Regulatory and Coverage Dangers

Within the Indian context, high-growth sectors are sometimes topic to dynamic regulatory adjustments. For instance, expertise and monetary companies might face stricter compliance necessities or sudden coverage shifts that may influence profitability and progress prospects.

Conclusion

Investing in excessive CAGR shares within the Nifty 500 could be a good technique for long-term wealth creation. Whereas greater than 50 CAGR shares are uncommon, figuring out corporations with constant progress over time can lead to substantial returns. Utilizing CAGR as a device, traders can streamline their analysis and give attention to corporations with a monitor file of delivering sturdy returns. With the precise evaluation, it’s attainable to establish the very best CAGR shares within the final 10 years. Whether or not you’re excessive CAGR giant cap shares or excessive CAGR small cap shares, conducting thorough analysis will make it easier to make knowledgeable funding selections. Furthermore, you possibly can assess excessive CAGR corporations in India utilizing over 200 filters with Tickertape Inventory Screener to make a data-backed choice.
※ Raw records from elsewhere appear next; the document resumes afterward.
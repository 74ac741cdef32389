//! Protection monitor: debounced fault detectors and the output switch gate.
//!
//! Every tick, the detectors run in a fixed order on the latest measurement and update their fault flags.
//! Afterwards, the gate decides whether the output switch may be closed. A safety-relevant fault opens the
//! switch and latches the user's enable request off, so the user has to re-enable the output explicitly.

mod debounce;
mod thermistor;

use debounce::Debounce;
use thermistor::Thermistor;
use uom::si::f32::ElectricPotential;
use uom::si::thermodynamic_temperature::degree_celsius;

use crate::{Fault, Mode, OperatingMode, SharedState};

/// Ticks of over-temperature until the fault is raised (~105 ms).
pub const OVER_TEMPERATURE_TICKS: u8 = 3;
/// Ticks above the current cutoff until the fuse blows (~70 ms).
pub const FUSE_TICKS: u8 = 2;
/// Ticks of voltage tracking error until the fault is raised (~105 ms).
pub const VOLTAGE_DEVIATION_TICKS: u8 = 3;
/// Ticks of current overshoot until the fault is raised (~105 ms).
pub const CURRENT_DEVIATION_TICKS: u8 = 3;
/// Ticks after a (re)start during which transients are tolerated (~1 s).
pub const STARTUP_GRACE_TICKS: u8 = 29;

/// The plausible range of the power stage temperature in °C.
const SENSOR_RANGE_DEG_C: core::ops::RangeInclusive<f32> = 0.0..=100.0;

/// The faults that the protection monitor owns.
pub const MONITORED_FAULTS: [Fault; 8] = [
    Fault::SensorFailure,
    Fault::OverTemperature,
    Fault::FuseBlown,
    Fault::OverCurrent,
    Fault::OverPower,
    Fault::VoltageOutOfRange,
    Fault::VoltageDeviation,
    Fault::CurrentDeviation,
];

/// Debounced fault detection and output gating.
#[derive(Debug, Clone, Copy)]
pub struct ProtectionMonitor {
    /// Temperature acquisition.
    thermistor: Thermistor,
    /// Over-temperature detector.
    over_temperature: Debounce,
    /// Electronic fuse.
    fuse: Debounce,
    /// Voltage tracking error detector.
    voltage_deviation: Debounce,
    /// Current overshoot detector.
    current_deviation: Debounce,
    /// Remaining startup grace ticks.
    grace_ticks: u8,
}

impl ProtectionMonitor {
    /// A monitor at the start of its grace period.
    pub const fn new() -> Self {
        Self {
            thermistor: Thermistor::new(),
            over_temperature: Debounce::new(OVER_TEMPERATURE_TICKS),
            fuse: Debounce::new(FUSE_TICKS),
            voltage_deviation: Debounce::new(VOLTAGE_DEVIATION_TICKS),
            current_deviation: Debounce::new(CURRENT_DEVIATION_TICKS),
            grace_ticks: STARTUP_GRACE_TICKS,
        }
    }

    /// Forget all debounce counts and restart the grace period.
    ///
    /// The temperature filter keeps its state.
    pub fn restart(&mut self) {
        *self = Self {
            thermistor: self.thermistor,
            ..Self::new()
        };
    }

    /// If true, the startup grace period is running.
    pub fn is_starting(&self) -> bool {
        self.grace_ticks > 0
    }

    /// Acquire the power stage temperature in °C from a thermistor divider sample.
    pub fn acquire_temperature(&mut self, ntc_potential: ElectricPotential) -> f32 {
        self.thermistor
            .sample(ntc_potential)
            .get::<degree_celsius>()
    }

    /// Run all detectors on the shared state's measurement, and update the fault flags.
    pub fn check(&mut self, state: &mut SharedState) {
        if self.grace_ticks > 0 {
            self.grace_ticks -= 1;
            if self.grace_ticks == 0 {
                debug!("Startup grace period over");
            }
        }
        let starting = self.is_starting();

        let settings = *state.settings();
        let measurement = state.measurement;
        let automatic = state.operating_mode == OperatingMode::Automatic;

        // Temperature
        let temperature_deg_c = measurement.temperature_deg_c;
        state.faults.set(
            Fault::SensorFailure,
            !SENSOR_RANGE_DEG_C.contains(&temperature_deg_c),
        );
        state.faults.set(
            Fault::OverTemperature,
            self.over_temperature
                .update(temperature_deg_c >= settings.temperature_limit_deg_c),
        );

        // Electronic fuse, disarmed without a cutoff. Invalid readings hold the previous state.
        let current_a = measurement.current_a;
        let cutoff_a = state.setpoint.cutoff_a;
        if cutoff_a <= 0.0 {
            self.fuse.reset();
            state.faults.set(Fault::FuseBlown, false);
        } else if !current_a.is_nan() && current_a >= 0.0 {
            state
                .faults
                .set(Fault::FuseBlown, self.fuse.update(current_a > cutoff_a));
        }

        // System limits
        let voltage_v = measurement.voltage_v;
        state.faults.set(
            Fault::OverCurrent,
            !starting && current_a > settings.system_current_max_a,
        );
        state.faults.set(
            Fault::OverPower,
            !starting && measurement.power_w > settings.system_power_max_w,
        );
        state.faults.set(
            Fault::VoltageOutOfRange,
            !starting
                && (voltage_v > settings.system_voltage_max_v
                    || voltage_v < settings.system_voltage_min_v),
        );

        // Voltage tracking, in automatic voltage regulation only.
        if !automatic || starting || state.mode == Mode::ConstantCurrent {
            self.voltage_deviation.reset();
            state.faults.set(Fault::VoltageDeviation, false);
        } else {
            let deviation_v = voltage_v - state.ramped.voltage_v;
            let exceeded = deviation_v > settings.voltage_deviation_limit_v
                || deviation_v < -settings.voltage_deviation_limit_v;
            state.faults.set(
                Fault::VoltageDeviation,
                self.voltage_deviation.update(exceeded),
            );
        }

        // Current overshoot, in automatic mode only. Invalid readings hold the previous state.
        if !automatic {
            self.current_deviation.reset();
            state.faults.set(Fault::CurrentDeviation, false);
        } else if !current_a.is_nan() && !state.setpoint.current_a.is_nan() {
            let limit_a = state.ramped.current_a * (1.0 + settings.current_deviation_limit);
            state.faults.set(
                Fault::CurrentDeviation,
                self.current_deviation.update(current_a > limit_a),
            );
        }
    }

    /// Decide whether the output switch may be closed, and latch the enable request off on a fault.
    pub fn gate(&self, state: &mut SharedState) {
        if !state.manual_enable {
            state.output_active = false;
            return;
        }

        if state.faults.any_safety_relevant() {
            if state.output_active {
                warn!("Output switched off by protection");
            } else {
                warn!("Output enable refused by protection");
            }

            state.output_active = false;
            state.manual_enable = false;
        } else {
            state.output_active = true;
        }
    }
}

#[cfg(test)]
mod tests {
    use super::*;
    use crate::control::ramp::RampedSetpoint;
    use crate::{FaultFlags, Measurement};
    use uom::si::electric_potential::volt;

    /// A healthy state: 5 V / 1 A output at 30 °C, automatic voltage regulation.
    fn healthy_state() -> SharedState {
        let mut state = SharedState::new();
        state.measurement = Measurement {
            voltage_v: 5.0,
            current_a: 1.0,
            power_w: 5.0,
            temperature_deg_c: 30.0,
        };
        state.ramped = RampedSetpoint {
            voltage_v: 5.0,
            current_a: 2.0,
        };
        state
    }

    /// A monitor with its grace period over.
    fn started_monitor(state: &mut SharedState) -> ProtectionMonitor {
        let mut monitor = ProtectionMonitor::new();
        for _ in 0..STARTUP_GRACE_TICKS {
            monitor.check(state);
        }
        assert!(!monitor.is_starting());
        monitor
    }

    #[test]
    fn healthy_state_has_no_faults() {
        let mut state = healthy_state();
        let mut monitor = started_monitor(&mut state);

        monitor.check(&mut state);
        assert_eq!(state.faults, FaultFlags::new());
    }

    #[test]
    fn grace_period_suppresses_system_limits() {
        let mut state = healthy_state();
        state.measurement.voltage_v = 0.0;
        state.measurement.current_a = 4.0;
        state.measurement.power_w = 150.0;
        state.setpoint.cutoff_a = 0.0;

        let mut monitor = ProtectionMonitor::new();
        for _ in 0..STARTUP_GRACE_TICKS - 1 {
            monitor.check(&mut state);
            assert!(!state.faults.is_set(Fault::OverCurrent));
            assert!(!state.faults.is_set(Fault::OverPower));
            assert!(!state.faults.is_set(Fault::VoltageOutOfRange));
        }

        monitor.check(&mut state);
        assert!(state.faults.is_set(Fault::OverCurrent));
        assert!(state.faults.is_set(Fault::OverPower));
        assert!(state.faults.is_set(Fault::VoltageOutOfRange));
    }

    #[test]
    fn sensor_failure_is_immediate() {
        let mut state = healthy_state();
        let mut monitor = started_monitor(&mut state);

        for temperature_deg_c in [-1.0, 100.5, f32::NAN] {
            state.measurement.temperature_deg_c = temperature_deg_c;
            monitor.check(&mut state);
            assert!(state.faults.is_set(Fault::SensorFailure));
        }

        state.measurement.temperature_deg_c = 100.0;
        monitor.check(&mut state);
        assert!(!state.faults.is_set(Fault::SensorFailure));
    }

    #[test]
    fn over_temperature_is_debounced() {
        let mut state = healthy_state();
        let mut monitor = started_monitor(&mut state);

        state.measurement.temperature_deg_c = 70.0;
        monitor.check(&mut state);
        monitor.check(&mut state);
        assert!(!state.faults.is_set(Fault::OverTemperature));

        monitor.check(&mut state);
        assert!(state.faults.is_set(Fault::OverTemperature));

        state.measurement.temperature_deg_c = 69.9;
        monitor.check(&mut state);
        assert!(!state.faults.is_set(Fault::OverTemperature));
    }

    #[test]
    fn fuse_blows_on_second_tick_and_clears() {
        let mut state = healthy_state();
        state.setpoint.cutoff_a = 2.0;
        state.ramped.current_a = 3.0;
        let mut monitor = started_monitor(&mut state);

        state.measurement.current_a = 2.5;
        monitor.check(&mut state);
        assert!(!state.faults.is_set(Fault::FuseBlown));

        monitor.check(&mut state);
        assert!(state.faults.is_set(Fault::FuseBlown));

        state.measurement.current_a = 1.0;
        monitor.check(&mut state);
        assert!(!state.faults.is_set(Fault::FuseBlown));
    }

    #[test]
    fn fuse_ignores_invalid_current() {
        let mut state = healthy_state();
        state.setpoint.cutoff_a = 2.0;
        state.ramped.current_a = 3.0;
        let mut monitor = started_monitor(&mut state);

        state.measurement.current_a = 2.5;
        monitor.check(&mut state);

        // Neither counts nor clears.
        state.measurement.current_a = f32::NAN;
        monitor.check(&mut state);
        assert!(!state.faults.is_set(Fault::FuseBlown));

        state.measurement.current_a = 2.5;
        monitor.check(&mut state);
        assert!(state.faults.is_set(Fault::FuseBlown));
    }

    #[test]
    fn fuse_disarmed_without_cutoff() {
        let mut state = healthy_state();
        state.setpoint.cutoff_a = 0.0;
        state.ramped.current_a = 3.0;
        let mut monitor = started_monitor(&mut state);

        state.measurement.current_a = 2.9;
        for _ in 0..5 {
            monitor.check(&mut state);
        }
        assert!(!state.faults.is_set(Fault::FuseBlown));
    }

    #[test]
    fn voltage_deviation_only_in_automatic_voltage_regulation() {
        let mut state = healthy_state();
        let mut monitor = started_monitor(&mut state);

        state.measurement.voltage_v = 6.5;
        monitor.check(&mut state);
        monitor.check(&mut state);
        assert!(!state.faults.is_set(Fault::VoltageDeviation));
        monitor.check(&mut state);
        assert!(state.faults.is_set(Fault::VoltageDeviation));

        state.mode = Mode::ConstantCurrent;
        monitor.check(&mut state);
        assert!(!state.faults.is_set(Fault::VoltageDeviation));

        state.mode = Mode::ConstantVoltage;
        state.operating_mode = OperatingMode::Manual;
        for _ in 0..5 {
            monitor.check(&mut state);
        }
        assert!(!state.faults.is_set(Fault::VoltageDeviation));
    }

    #[test]
    fn current_deviation_is_debounced() {
        let mut state = healthy_state();
        state.setpoint.cutoff_a = 0.0;
        let mut monitor = started_monitor(&mut state);

        // Ramped 2.0 A with 5 % tolerance.
        state.measurement.current_a = 2.11;
        monitor.check(&mut state);
        monitor.check(&mut state);
        assert!(!state.faults.is_set(Fault::CurrentDeviation));
        monitor.check(&mut state);
        assert!(state.faults.is_set(Fault::CurrentDeviation));

        state.measurement.current_a = 2.09;
        monitor.check(&mut state);
        assert!(!state.faults.is_set(Fault::CurrentDeviation));
    }

    #[test]
    fn gate_closes_switch_without_faults() {
        let mut state = healthy_state();
        let monitor = ProtectionMonitor::new();

        monitor.gate(&mut state);
        assert!(!state.output_active);

        state.manual_enable = true;
        monitor.gate(&mut state);
        assert!(state.output_active);
        assert!(state.manual_enable);
    }

    #[test]
    fn safety_fault_latches_enable_off() {
        let mut state = healthy_state();
        let monitor = ProtectionMonitor::new();
        state.manual_enable = true;
        monitor.gate(&mut state);

        state.faults.set(Fault::OverTemperature, true);
        monitor.gate(&mut state);
        assert!(!state.output_active);
        assert!(!state.manual_enable);

        // No automatic retry after the fault is gone.
        state.faults.set(Fault::OverTemperature, false);
        monitor.gate(&mut state);
        assert!(!state.output_active);
    }

    #[test]
    fn informational_fault_does_not_gate() {
        let mut state = healthy_state();
        let monitor = ProtectionMonitor::new();
        state.manual_enable = true;
        state.faults.set(Fault::WifiInitFailure, true);
        state.faults.set(Fault::VoltagePidDivergence, true);

        monitor.gate(&mut state);
        assert!(state.output_active);
    }

    #[test]
    fn restart_keeps_temperature_filter() {
        let mut monitor = ProtectionMonitor::new();
        let sample = ElectricPotential::new::<volt>(0.5);

        let first = monitor.acquire_temperature(sample);
        monitor.restart();
        let second = monitor.acquire_temperature(sample);

        assert!(monitor.is_starting());
        // Filter continues from its previous value, so the temperature keeps falling.
        assert!(second < first);
    }
}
Steadily Requested Questions About Excessive CAGR Shares

1. What’s CAGR in shares?

CAGR, or Compound Annual Development Price, measures an funding’s common annual progress price over a particular interval. In shares, it helps assess how a lot a inventory’s worth or an funding has grown year-on-year, offering a clearer image of long-term efficiency.

2. Which sector has the best CAGR in India?

The expertise, pharmaceutical, and monetary sectors have persistently proven among the highest CAGRs in India over the previous few many years. These sectors are pushed by innovation, international demand, and increasing shopper bases, making them engaging to long-term traders.

3. What is an effective CAGR ratio?

A “good” CAGR can differ relying on market situations and investor expectations. Usually, a CAGR of 15% or extra over 5 years is taken into account glorious. Nonetheless, even a 10-12% CAGR could be very sturdy, particularly in large-cap shares that provide stability and regular progress.

4. The right way to establish the best cagr shares within the final 5 years?

To establish the best CAGR shares over the past 5 years, begin by reviewing historic inventory worth information and calculating the CAGR utilizing the method: 

[(Ending Value/Beginning Value)^(1/5)] – 1

You should use Tickertape Inventory Screener, which gives ready-made CAGR information for simple evaluation.


Content material Strategist at Tickertape

Hey there, I’m Harshit Singh Mahey! With eight years of expertise as a Content material Strategist, I’ve had the pleasure of working with a Fortune 100 firm and constructing three profitable startups from the bottom up.

As an funding fanatic, I’ve dabbled in early-stage startups, mutual funds, gold, shares, smallcases, and actual property to establish which belongings generate the best ROI. At Tickertape, I’m devoted to presenting my studying and offering insightful strategies to assist my readers make sound funding choice.